DATA EXCERPTS: Begin

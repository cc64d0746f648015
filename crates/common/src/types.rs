use serde::{Deserialize, Serialize};
use uuid::Uuid;

/// Declares a newtype over an `i32` primary key.
///
/// The bookstore schema uses plain integer keys for every table except order
/// history, so the wrappers only exist to stop one table's key being passed
/// where another's is expected.
macro_rules! int_id {
    ($(#[$meta:meta])* $name:ident) => {
        $(#[$meta])*
        #[derive(
            Debug, Clone, Copy, PartialEq, Eq, PartialOrd, Ord, Hash, Serialize, Deserialize,
        )]
        #[serde(transparent)]
        pub struct $name(i32);

        impl $name {
            /// Wraps a raw key value.
            pub const fn new(value: i32) -> Self {
                Self(value)
            }

            /// Returns the raw key value.
            pub const fn value(&self) -> i32 {
                self.0
            }
        }

        impl std::fmt::Display for $name {
            fn fmt(&self, f: &mut std::fmt::Formatter<'_>) -> std::fmt::Result {
                write!(f, "{}", self.0)
            }
        }

        impl From<i32> for $name {
            fn from(value: i32) -> Self {
                Self(value)
            }
        }

        impl From<$name> for i32 {
            fn from(id: $name) -> Self {
                id.0
            }
        }
    };
}

int_id!(
    /// Primary key of a customer. Assigned as `max(existing) + 1` on create.
    CustomerId
);

impl CustomerId {
    /// Returns the id that follows this one.
    pub const fn next(&self) -> Self {
        Self(self.0 + 1)
    }
}

int_id!(
    /// Primary key of an order.
    OrderId
);

int_id!(
    /// Primary key of an order line.
    LineId
);

int_id!(
    /// Primary key of a book.
    BookId
);

int_id!(
    /// Primary key of an order status in the status catalog.
    StatusId
);

int_id!(
    /// Primary key of an address.
    AddressId
);

int_id!(
    /// Primary key of a country.
    CountryId
);

/// Unique identifier for an order history entry.
///
/// Generated from a random 128-bit UUID so two entries never share an id,
/// even when created concurrently by separate processes.
#[derive(Debug, Clone, Copy, PartialEq, Eq, Hash, Serialize, Deserialize)]
#[serde(transparent)]
pub struct HistoryId(Uuid);

impl HistoryId {
    /// Creates a new random history ID.
    pub fn new() -> Self {
        Self(Uuid::new_v4())
    }

    /// Creates a history ID from an existing UUID.
    pub fn from_uuid(uuid: Uuid) -> Self {
        Self(uuid)
    }

    /// Returns the underlying UUID.
    pub fn as_uuid(&self) -> Uuid {
        self.0
    }
}

impl Default for HistoryId {
    fn default() -> Self {
        Self::new()
    }
}

impl std::fmt::Display for HistoryId {
    fn fmt(&self, f: &mut std::fmt::Formatter<'_>) -> std::fmt::Result {
        write!(f, "{}", self.0)
    }
}

impl From<Uuid> for HistoryId {
    fn from(uuid: Uuid) -> Self {
        Self(uuid)
    }
}

impl From<HistoryId> for Uuid {
    fn from(id: HistoryId) -> Self {
        id.0
    }
}
use chrono::{DateTime, Utc};
use serde::{Deserialize, Serialize};

use crate::{AddressId, BookId, CountryId, CustomerId, HistoryId, LineId, OrderId, StatusId};

/// Country name reported for a customer with no address link.
pub const UNKNOWN_COUNTRY: &str = "Unknown";

/// A customer record.
#[derive(Debug, Clone, PartialEq, Eq, Serialize, Deserialize)]
pub struct Customer {
    pub customer_id: CustomerId,
    pub first_name: String,
    pub last_name: String,
    pub email: String,
}

/// Link between a customer and one of its addresses.
#[derive(Debug, Clone, PartialEq, Eq, Serialize, Deserialize)]
pub struct CustomerAddress {
    pub customer_id: CustomerId,
    pub address_id: AddressId,

    /// Address status (1 = active). Unrelated to the order status catalog.
    pub status_id: i32,
}

impl CustomerAddress {
    /// Status assigned to links created by the admin screens.
    pub const ACTIVE_STATUS: i32 = 1;

    /// Creates an active link.
    pub fn active(customer_id: CustomerId, address_id: AddressId) -> Self {
        Self {
            customer_id,
            address_id,
            status_id: Self::ACTIVE_STATUS,
        }
    }
}

/// A postal address. Each address resolves to exactly one country.
#[derive(Debug, Clone, PartialEq, Eq, Serialize, Deserialize)]
pub struct Address {
    pub address_id: AddressId,
    pub country_id: CountryId,
}

#[derive(Debug, Clone, PartialEq, Eq, Serialize, Deserialize)]
pub struct Country {
    pub country_id: CountryId,
    pub country_name: String,
}

/// A customer order.
#[derive(Debug, Clone, PartialEq, Eq, Serialize, Deserialize)]
pub struct Order {
    pub order_id: OrderId,
    pub customer_id: CustomerId,
    pub order_date: DateTime<Utc>,

    /// Current status of the order.
    ///
    /// Persisted in the `shipping_method_id` column of `cust_order`; the admin
    /// screens overwrite it on every status change while the history table
    /// keeps the full trail.
    pub status_id: StatusId,
}

/// A single book on an order.
#[derive(Debug, Clone, PartialEq, Serialize, Deserialize)]
pub struct OrderLine {
    pub line_id: LineId,
    pub order_id: OrderId,
    pub book_id: BookId,
    pub price: Option<f64>,
}

/// An entry in the order status catalog.
#[derive(Debug, Clone, PartialEq, Eq, Serialize, Deserialize)]
pub struct OrderStatus {
    pub status_id: StatusId,
    pub status_value: String,
}

impl OrderStatus {
    pub fn new(status_id: i32, status_value: impl Into<String>) -> Self {
        Self {
            status_id: StatusId::new(status_id),
            status_value: status_value.into(),
        }
    }
}

/// Immutable audit record of a status change.
#[derive(Debug, Clone, PartialEq, Eq, Serialize, Deserialize)]
pub struct OrderHistory {
    pub history_id: HistoryId,
    pub order_id: OrderId,
    pub status_id: StatusId,
    pub status_date: DateTime<Utc>,
}

impl OrderHistory {
    /// Records a status change happening now, under a fresh history id.
    pub fn record(order_id: OrderId, status_id: StatusId) -> Self {
        Self {
            history_id: HistoryId::new(),
            order_id,
            status_id,
            status_date: Utc::now(),
        }
    }
}

/// One row of the customer ⟕ address ⟕ country join.
///
/// A customer with several address links produces several rows that differ
/// only in `country_name`; a customer without links produces one row with
/// [`UNKNOWN_COUNTRY`].
#[derive(Debug, Clone, PartialEq, Eq, Serialize, Deserialize)]
pub struct CustomerJoinRow {
    pub customer_id: CustomerId,
    pub first_name: String,
    pub last_name: String,
    pub email: String,
    pub country_name: String,
    pub order_count: i64,
}

impl CustomerJoinRow {
    pub fn new(
        customer: &Customer,
        country_name: impl Into<String>,
        order_count: i64,
    ) -> Self {
        Self {
            customer_id: customer.customer_id,
            first_name: customer.first_name.clone(),
            last_name: customer.last_name.clone(),
            email: customer.email.clone(),
            country_name: country_name.into(),
            order_count,
        }
    }
}

#[cfg(test)]
mod tests {
    use super::*;

    #[test]
    fn recorded_history_entries_get_distinct_ids() {
        let a = OrderHistory::record(OrderId::new(1), StatusId::new(2));
        let b = OrderHistory::record(OrderId::new(1), StatusId::new(2));
        assert_ne!(a.history_id, b.history_id);
        assert_eq!(a.order_id, OrderId::new(1));
        assert_eq!(a.status_id, StatusId::new(2));
    }

    #[test]
    fn active_link_uses_active_status() {
        let link = CustomerAddress::active(CustomerId::new(1), AddressId::new(7));
        assert_eq!(link.status_id, CustomerAddress::ACTIVE_STATUS);
    }

    #[test]
    fn join_row_copies_customer_fields() {
        let customer = Customer {
            customer_id: CustomerId::new(5),
            first_name: "Ada".to_string(),
            last_name: "Lovelace".to_string(),
            email: "ada@example.com".to_string(),
        };
        let row = CustomerJoinRow::new(&customer, "UK", 3);
        assert_eq!(row.customer_id, CustomerId::new(5));
        assert_eq!(row.last_name, "Lovelace");
        assert_eq!(row.country_name, "UK");
        assert_eq!(row.order_count, 3);
    }
}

DATA EXCERPTS: End

WHAT THE TASK ASKS:
The answer should contain only the lines from the first line of the entries through the line holding "fn from(id: $name)", each exactly as written.

COMPLETED EXERCISE:
repository cc64d0746f648015
filename crates/common/src/types.rs
use serde::{Deserialize, Serialize};
use uuid::Uuid;

/// Declares a newtype over an `i32` primary key.
///
/// The bookstore schema uses plain integer keys for every table except order
/// history, so the wrappers only exist to stop one table's key being passed
/// where another's is expected.
macro_rules! int_id {
    ($(#[$meta:meta])* $name:ident) => {
        $(#[$meta])*
        #[derive(
            Debug, Clone, Copy, PartialEq, Eq, PartialOrd, Ord, Hash, Serialize, Deserialize,
        )]
        #[serde(transparent)]
        pub struct $name(i32);

        impl $name {
            /// Wraps a raw key value.
            pub const fn new(value: i32) -> Self {
                Self(value)
            }

            /// Returns the raw key value.
            pub const fn value(&self) -> i32 {
                self.0
            }
        }

        impl std::fmt::Display for $name {
            fn fmt(&self, f: &mut std::fmt::Formatter<'_>) -> std::fmt::Result {
                write!(f, "{}", self.0)
            }
        }

        impl From<i32> for $name {
            fn from(value: i32) -> Self {
                Self(value)
            }
        }

        impl From<$name> for i32 {
            fn from(id: $name) -> Self {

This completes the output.